Output only the lines below from the one containing "pub fn is_empty(&self)" to the one containing "a selector list", exactly as written, both ends kept.
** Opening Data supplied block **
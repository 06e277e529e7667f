//! Stylesheet syntax: arena tree, tokenizer, parser and compact serializer.

pub mod ast;
pub mod error;
pub mod parser;
pub mod serializer;
pub mod tokenizer;
pub mod tree;
pub mod visitor;

pub use ast::*;
pub use error::{format_error, ParseError, ParseResult, TokenSpan};
pub use parser::{parse, Parser};
pub use serializer::{
    generate_declaration, generate_selector, generate_selector_list, generate_value,
    generate_value_node, generate_value_nodes, serialize,
};
pub use tokenizer::{tokenize, Token};
pub use tree::Tree;
pub use visitor::{walk_atrules, walk_rules, WalkContext};
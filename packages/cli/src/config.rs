use csspress_restructure::{RestructureOptions, Usage};
use serde::{Deserialize, Serialize};
use std::path::{Path, PathBuf};

pub const DEFAULT_CONFIG_NAME: &str = "csspress.config.json";

/// csspress configuration file format
#[derive(Debug, Clone, PartialEq, Serialize, Deserialize)]
#[serde(rename_all = "camelCase")]
pub struct Config {
    /// Run the structural passes, not only at-rule consolidation
    #[serde(default = "default_restructure")]
    pub restructure: bool,

    /// Group every `@media` with the same prelude at the end of the sheet
    #[serde(default)]
    pub force_media_merge: bool,

    /// Class usage scopes
    #[serde(default)]
    pub usage: Option<Usage>,

    /// Output directory; minified files land next to their sources when unset
    #[serde(default)]
    pub out_dir: Option<String>,
}

fn default_restructure() -> bool {
    true
}

impl Config {
    /// Load config from a directory
    pub fn load(cwd: &str) -> anyhow::Result<Self> {
        let config_path = PathBuf::from(cwd).join(DEFAULT_CONFIG_NAME);

        if config_path.exists() {
            let content = std::fs::read_to_string(&config_path)?;
            let config: Config = serde_json::from_str(&content)?;
            Ok(config)
        } else {
            Ok(Config::default())
        }
    }

    pub fn restructure_options(&self) -> RestructureOptions {
        RestructureOptions {
            restructure: self.restructure,
            force_media_merge: self.force_media_merge,
            usage: self.usage.clone(),
        }
    }

    /// Absolute output directory, if one is configured
    pub fn get_out_dir(&self, cwd: &str) -> Option<PathBuf> {
        self.out_dir.as_ref().map(|dir| PathBuf::from(cwd).join(dir))
    }
}

impl Default for Config {
    fn default() -> Self {
        Self {
            restructure: default_restructure(),
            force_media_merge: false,
            usage: None,
            out_dir: None,
        }
    }
}

/// Read a usage file: `{"scopes": [["a", "b"], ["c"]]}`
pub fn load_usage(path: &Path) -> anyhow::Result<Usage> {
    let content = std::fs::read_to_string(path)?;
    Ok(serde_json::from_str(&content)?)
}
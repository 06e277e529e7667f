//! Declaration fingerprints
//!
//! A fingerprint keeps only what decides whether one value may silently
//! replace another: vendor prefixes, legacy `\0`/`\9` hacks, functions,
//! poorly supported units and keywords that must not be mixed. Two
//! declarations of the same property with equal fingerprints are
//! interchangeable for override analysis.

use crate::error::RestructureResult;
use csspress_syntax::{generate_value, strip_vendor_prefix, vendor_prefix, Declaration, Value, ValueNode};
use regex::Regex;
use std::collections::{BTreeSet, HashMap};

/// Keywords that may be overridden freely, per property
const SAFE_VALUES: &[(&str, &[&str])] = &[
    (
        "cursor",
        &[
            "auto",
            "crosshair",
            "default",
            "move",
            "text",
            "wait",
            "help",
            "n-resize",
            "e-resize",
            "s-resize",
            "w-resize",
            "ne-resize",
            "nw-resize",
            "se-resize",
            "sw-resize",
            "pointer",
            "progress",
            "not-allowed",
            "no-drop",
            "vertical-text",
            "all-scroll",
            "col-resize",
            "row-resize",
        ],
    ),
    ("overflow", &["hidden", "visible", "scroll", "auto"]),
    ("position", &["static", "relative", "absolute", "fixed"]),
];

/// Units with uneven browser support
const SPECIAL_UNITS: &[&str] = &["rem", "vw", "vh", "vmin", "vmax", "vm"];

pub struct Fingerprinter {
    hack: Regex,
    dont_mix_display: Regex,
    dont_mix_text_align: Regex,
    cache: HashMap<u32, String>,
    raw_count: usize,
}

impl Fingerprinter {
    pub fn new() -> RestructureResult<Self> {
        Ok(Self {
            hack: Regex::new(r"\\[09]")?,
            dont_mix_display: Regex::new(r"(?i)table|ruby|flex|-(flex)?box$|grid|contents|run-in")?,
            dont_mix_text_align: Regex::new(r"(?i)^(start|end|match-parent|justify-all)$")?,
            cache: HashMap::new(),
            raw_count: 0,
        })
    }

    /// `property + summary` for a declaration under its own property name
    pub fn fingerprint(&mut self, declaration: &Declaration) -> String {
        self.fingerprint_as(&declaration.property, declaration)
    }

    /// Fingerprint of a declaration's value as if it were set on `property`
    pub fn fingerprint_as(&mut self, property: &str, declaration: &Declaration) -> String {
        let basename = strip_vendor_prefix(property.trim_start_matches(['*', '_'])).to_ascii_lowercase();

        if basename == "background" {
            return format!("{}:{}", property, generate_value(&declaration.value));
        }

        if let Some(summary) = self.cache.get(&declaration.id) {
            return format!("{}{}", property, summary);
        }

        let summary = self.summarize(&basename, declaration);
        self.cache.insert(declaration.id, summary.clone());
        format!("{}{}", property, summary)
    }

    fn summarize(&mut self, basename: &str, declaration: &Declaration) -> String {
        let nodes = match &declaration.value {
            Value::Raw(text) => return format!("raw:{}", text),
            Value::Tokens(nodes) => nodes,
        };

        let mut summary = Summary::default();
        self.walk(basename, nodes, &mut summary);

        if summary.raw {
            self.raw_count += 1;
            return format!("raw:#{}", self.raw_count);
        }

        let specials = summary.specials.into_iter().collect::<Vec<_>>().join(",");
        format!("!{}|{}|{}", specials, summary.hack, summary.vendor)
    }

    fn walk(&self, basename: &str, nodes: &[ValueNode], summary: &mut Summary) {
        for node in nodes {
            match node {
                ValueNode::Parentheses { children } => self.walk(basename, children, summary),
                ValueNode::Raw { .. } => summary.raw = true,
                ValueNode::Identifier { name } => {
                    summary.note_vendor(name);
                    if let Some(found) = self.hack.find(name) {
                        summary.note_hack(found.as_str());
                    }

                    if let Some((_, safe)) = SAFE_VALUES.iter().find(|(property, _)| *property == basename) {
                        if !safe.contains(&name.as_str()) {
                            summary.specials.insert(name.clone());
                        }
                    } else if self.dont_mix(basename, name) {
                        summary.specials.insert(name.clone());
                    }
                }
                ValueNode::Function { name, children } => {
                    summary.note_vendor(name);

                    // rect(a, b, c, d) and rect(a b c d) must not replace each other
                    let has_comma = children
                        .iter()
                        .any(|child| matches!(child, ValueNode::Operator { value } if value == ","));
                    let name = if name == "rect" && !has_comma { "rect-backward" } else { name };
                    summary.specials.insert(format!("{}()", name));

                    self.walk(basename, children, summary);
                }
                ValueNode::Dimension { unit, .. } => {
                    if let Some(found) = self.hack.find(unit) {
                        summary.note_hack(found.as_str());
                    }
                    if SPECIAL_UNITS.contains(&unit.as_str()) {
                        summary.specials.insert(unit.clone());
                    }
                }
                _ => {}
            }
        }
    }

    fn dont_mix(&self, basename: &str, name: &str) -> bool {
        match basename {
            "display" => self.dont_mix_display.is_match(name),
            "text-align" => self.dont_mix_text_align.is_match(name),
            _ => false,
        }
    }
}

#[derive(Default)]
struct Summary {
    specials: BTreeSet<String>,
    hack: String,
    vendor: String,
    raw: bool,
}

impl Summary {
    fn note_vendor(&mut self, name: &str) {
        if self.vendor.is_empty() {
            self.vendor = vendor_prefix(name).to_string();
        }
    }

    fn note_hack(&mut self, hack: &str) {
        if self.hack.is_empty() {
            self.hack = hack.to_string();
        }
    }
}

#[cfg(test)]
mod tests {
    use super::*;
    use csspress_syntax::parse;

    fn declaration(source: &str, id: u32) -> Declaration {
        let tree = parse(&format!("a{{{}}}", source)).unwrap();
        let rule = tree.rule(tree.first_child(tree.root()).unwrap()).unwrap();
        let mut declaration = tree
            .declaration(tree.first_child(rule.block).unwrap())
            .unwrap()
            .clone();
        declaration.id = id;
        declaration
    }

    fn fingerprint(source: &str) -> String {
        Fingerprinter::new().unwrap().fingerprint(&declaration(source, 1))
    }

    #[test]
    fn test_plain_values_share_a_fingerprint() {
        assert_eq!(fingerprint("color:red"), fingerprint("color:#00f"));
        assert_eq!(fingerprint("margin:0 auto"), fingerprint("margin:1px"));
        assert_eq!(fingerprint("color:red"), "color!||");
    }

    #[test]
    fn test_functions_and_units_are_special() {
        assert_eq!(fingerprint("color:rgba(0,0,0,.5)"), "color!rgba()||");
        assert_eq!(fingerprint("width:1rem"), "width!rem||");
        assert_ne!(fingerprint("width:1rem"), fingerprint("width:1px"));
    }

    #[test]
    fn test_rect_forms() {
        assert_eq!(fingerprint("clip:rect(1px,2px,3px,4px)"), "clip!rect()||");
        assert_eq!(fingerprint("clip:rect(1px 2px 3px 4px)"), "clip!rect-backward()||");
    }

    #[test]
    fn test_vendor_and_hack() {
        assert_eq!(fingerprint("display:-webkit-box"), "display!-webkit-box||-webkit-");
        assert_eq!(fingerprint("color:red\\9"), "color!|\\9|");
    }

    #[test]
    fn test_safe_values_and_dont_mix() {
        assert_eq!(fingerprint("cursor:pointer"), "cursor!||");
        assert_eq!(fingerprint("cursor:grab"), "cursor!grab||");
        assert_eq!(fingerprint("display:block"), "display!||");
        assert_eq!(fingerprint("display:inline-flex"), "display!inline-flex||");
        assert_eq!(fingerprint("text-align:start"), "text-align!start||");
        assert_eq!(fingerprint("text-align:left"), "text-align!||");
    }

    #[test]
    fn test_background_is_literal() {
        assert_eq!(fingerprint("background:red"), "background:red");
        assert_ne!(fingerprint("background:red"), fingerprint("background:blue"));
    }

    #[test]
    fn test_raw_values() {
        assert_eq!(fingerprint("--x:1 2"), "--xraw:1 2");

        let mut fingerprinter = Fingerprinter::new().unwrap();
        let mut first = declaration("color:red", 1);
        first.value = Value::Tokens(vec![ValueNode::Raw { value: "x".into() }]);
        let mut second = first.clone();
        second.id = 2;
        assert_ne!(fingerprinter.fingerprint(&first), fingerprinter.fingerprint(&second));
        assert_eq!(fingerprinter.fingerprint(&first), fingerprinter.fingerprint(&first));
    }

    #[test]
    fn test_alternate_property_name() {
        let mut fingerprinter = Fingerprinter::new().unwrap();
        let margin_top = declaration("margin-top:1px", 7);
        assert_eq!(fingerprinter.fingerprint_as("margin", &margin_top), "margin!||");
    }
}
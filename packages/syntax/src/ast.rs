use serde::{Deserialize, Serialize};

/// Handle to a node stored in a [`Tree`](crate::tree::Tree) arena
#[derive(Debug, Clone, Copy, PartialEq, Eq, Hash, PartialOrd, Ord, Serialize, Deserialize)]
pub struct NodeId(pub(crate) u32);

impl NodeId {
    pub fn index(self) -> usize {
        self.0 as usize
    }
}

/// Identity of a list container, used to bucket per-scope state
pub type ScopeId = u32;

/// Every node kind that lives in the arena
#[derive(Debug, Clone, PartialEq, Serialize, Deserialize)]
#[serde(tag = "type")]
pub enum Node {
    Stylesheet(Stylesheet),
    Atrule(Atrule),
    Rule(Rule),
    Block(Block),
    Declaration(Declaration),
}

impl Node {
    pub fn kind(&self) -> NodeKind {
        match self {
            Node::Stylesheet(_) => NodeKind::Stylesheet,
            Node::Atrule(_) => NodeKind::Atrule,
            Node::Rule(_) => NodeKind::Rule,
            Node::Block(_) => NodeKind::Block,
            Node::Declaration(_) => NodeKind::Declaration,
        }
    }
}

#[derive(Debug, Clone, Copy, PartialEq, Eq, Hash)]
pub enum NodeKind {
    Stylesheet,
    Atrule,
    Rule,
    Block,
    Declaration,
}

/// Root list of a parsed stylesheet
#[derive(Debug, Clone, PartialEq, Serialize, Deserialize)]
pub struct Stylesheet {
    pub scope: ScopeId,
    /// Whether `@charset`/`@import` may still legally appear at the end of this sheet
    pub leading_at_rules_allowed: bool,
}

/// `{ ... }` body of a rule or an at-rule
#[derive(Debug, Clone, PartialEq, Serialize, Deserialize)]
pub struct Block {
    pub scope: ScopeId,
    /// Set for `@keyframes` bodies, whose rules must not be split or synthesized
    pub merge_averse: bool,
}

#[derive(Debug, Clone, PartialEq, Serialize, Deserialize)]
pub struct Atrule {
    pub name: String,
    /// Normalized prelude text, doubles as the prelude identity
    pub prelude: Option<String>,
    pub block: Option<NodeId>,
}

impl Atrule {
    /// Lowercased name without a vendor prefix (`-webkit-keyframes` -> `keyframes`)
    pub fn basename(&self) -> String {
        strip_vendor_prefix(&self.name).to_ascii_lowercase()
    }
}

#[derive(Debug, Clone, PartialEq, Serialize, Deserialize)]
pub struct Rule {
    pub prelude: SelectorList,
    pub block: NodeId,
    /// Non-ignorable pseudo classes/elements summary, `None` when there are none
    pub pseudo_signature: Option<String>,
}

#[derive(Debug, Clone, Default, PartialEq, Serialize, Deserialize)]
pub struct SelectorList {
    pub selectors: Vec<Selector>,
}

impl SelectorList {
    pub fn new(selectors: Vec<Selector>) -> Self {
        Self { selectors }
    }

    pub fn len(&self) -> usize {
        self.selectors.len()
    }

    pub fn is_empty(&self) -> bool {
        self.selectors.is_empty()
    }

    pub fn first(&self) -> Option<&Selector> {
        self.selectors.first()
    }
}

/// One comma separated member of a selector list
#[derive(Debug, Clone, Default, PartialEq, Serialize, Deserialize)]
pub struct Selector {
    pub children: Vec<SimpleSelector>,
    /// Canonical text, filled by the indexer
    pub id: String,
    /// Specificity/scope/tag summary, filled by the indexer
    pub compare_marker: String,
}

impl Selector {
    pub fn new(children: Vec<SimpleSelector>) -> Self {
        Self {
            children,
            id: String::new(),
            compare_marker: String::new(),
        }
    }

    pub fn raw(text: impl Into<String>) -> Self {
        Self::new(vec![SimpleSelector::Raw(text.into())])
    }

    pub fn is_raw(&self) -> bool {
        self.children
            .iter()
            .any(|child| matches!(child, SimpleSelector::Raw(_)))
    }
}

#[derive(Debug, Clone, PartialEq, Serialize, Deserialize)]
#[serde(tag = "type")]
pub enum SimpleSelector {
    /// Element name, `*`, or a namespaced form such as `svg|rect`
    Type { name: String },
    Id { name: String },
    Class { name: String },
    Attribute(AttributeSelector),
    PseudoClass {
        name: String,
        argument: Option<PseudoArgument>,
    },
    PseudoElement {
        name: String,
        argument: Option<String>,
    },
    /// Keyframe offset such as `50%`
    Percentage { value: String },
    /// `" "`, `>`, `+` or `~`
    Combinator { name: String },
    Raw(String),
}

#[derive(Debug, Clone, PartialEq, Serialize, Deserialize)]
pub struct AttributeSelector {
    pub name: String,
    pub matcher: Option<String>,
    /// Value as written, including quotes for string values
    pub value: Option<String>,
    pub flags: Option<String>,
}

#[derive(Debug, Clone, PartialEq, Serialize, Deserialize)]
#[serde(tag = "type", content = "value")]
pub enum PseudoArgument {
    Selectors(SelectorList),
    Raw(String),
}

#[derive(Debug, Clone, PartialEq, Serialize, Deserialize)]
pub struct Declaration {
    pub property: String,
    pub value: Value,
    pub important: bool,
    /// Interned identity of the canonical text, filled by the indexer
    pub id: u32,
    /// Length of the canonical text
    pub length: usize,
    /// `property + fingerprint`, filled by the indexer
    pub fingerprint: Option<String>,
}

impl Declaration {
    pub fn new(property: impl Into<String>, value: Value, important: bool) -> Self {
        Self {
            property: property.into(),
            value,
            important,
            id: 0,
            length: 0,
            fingerprint: None,
        }
    }
}

#[derive(Debug, Clone, PartialEq, Serialize, Deserialize)]
#[serde(tag = "type", content = "value")]
pub enum Value {
    Tokens(Vec<ValueNode>),
    Raw(String),
}

#[derive(Debug, Clone, PartialEq, Serialize, Deserialize)]
#[serde(tag = "type")]
pub enum ValueNode {
    Identifier { name: String },
    Number { value: String },
    Dimension { value: String, unit: String },
    Percentage { value: String },
    HexColor { value: String },
    Function { name: String, children: Vec<ValueNode> },
    /// String literal including its quotes
    String { value: String },
    /// Contents between `url(` and `)`, quotes kept as written
    Url { value: String },
    Operator { value: String },
    Parentheses { children: Vec<ValueNode> },
    WhiteSpace,
    Raw { value: String },
}

impl ValueNode {
    pub fn ident(name: impl Into<String>) -> Self {
        ValueNode::Identifier { name: name.into() }
    }
}

/// Split `-webkit-foo` into (`-webkit-`, `foo`); custom properties have no prefix
pub fn vendor_prefix(name: &str) -> &str {
    let bytes = name.as_bytes();
    if bytes.len() > 3 && bytes[0] == b'-' && bytes[1] != b'-' {
        if let Some(pos) = name[2..].find('-') {
            return &name[..pos + 3];
        }
    }
    ""
}

pub fn strip_vendor_prefix(name: &str) -> &str {
    &name[vendor_prefix(name).len()..]
}

#[cfg(test)]
mod tests {
    use super::*;

    #[test]
    fn test_vendor_prefix() {
        assert_eq!(vendor_prefix("-webkit-keyframes"), "-webkit-");
        assert_eq!(vendor_prefix("-moz-box"), "-moz-");
        assert_eq!(vendor_prefix("keyframes"), "");
        assert_eq!(vendor_prefix("--custom-prop"), "");
        assert_eq!(vendor_prefix("-x"), "");
    }

    #[test]
    fn test_atrule_basename() {
        let atrule = Atrule {
            name: "-WebKit-Keyframes".to_string(),
            prelude: Some("spin".to_string()),
            block: None,
        };
        assert_eq!(atrule.basename(), "keyframes");
    }

    #[test]
    fn test_raw_selector() {
        assert!(Selector::raw("a!!b").is_raw());
        assert!(!Selector::new(vec![SimpleSelector::Class { name: "a".into() }]).is_raw());
    }
}
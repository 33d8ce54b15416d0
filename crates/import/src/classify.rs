/// Payload dialects, in classification precedence order.
#[derive(Debug, Clone, Copy, PartialEq, Eq)]
pub enum Dialect {
    /// "BRANCH-CODE - WAREHOUSE-LOT-WEIGHT" finished-good labels.
    FinishedGood,
    /// Coil labels scanned as Code128: asterisk-delimited or bare digits.
    CoilCode128,
    /// Coil labels scanned as QR/DataMatrix: JSON, comma-decimal, or hyphens.
    CoilQr,
    /// Nothing matched; the payload is carried verbatim as the lot.
    Unknown,
}

/// Symbology hints the QR-family labels are scanned under. `CODE_128` (with
/// the underscore) is reported by a different scanner firmware than
/// `Code128` and carries QR-shaped payloads.
const QR_SYMBOLOGIES: [&str; 4] = ["QR_CODE", "QR", "CODE_39", "CODE_128"];

/// Pick the payload dialect from the payload shape and the scanner's
/// symbology hint. First match wins.
pub fn classify(payload: &str, symbology: &str) -> Dialect {
    if payload.contains(" -") {
        Dialect::FinishedGood
    } else if symbology == "Code128" || payload.contains('*') {
        Dialect::CoilCode128
    } else if QR_SYMBOLOGIES.contains(&symbology) || payload.contains('{') || payload.contains(',')
    {
        Dialect::CoilQr
    } else {
        Dialect::Unknown
    }
}
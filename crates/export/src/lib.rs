pub mod xlsx;

pub use xlsx::{format_warehouse, write_workbook, ExportError, COLUMNS};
** Closing Data supplied block **
Response
    pub fn is_empty(&self) -> bool {
        self.selectors.is_empty()
    }

    pub fn first(&self) -> Option<&Selector> {
        self.selectors.first()
    }
}

/// One comma separated member of a selector list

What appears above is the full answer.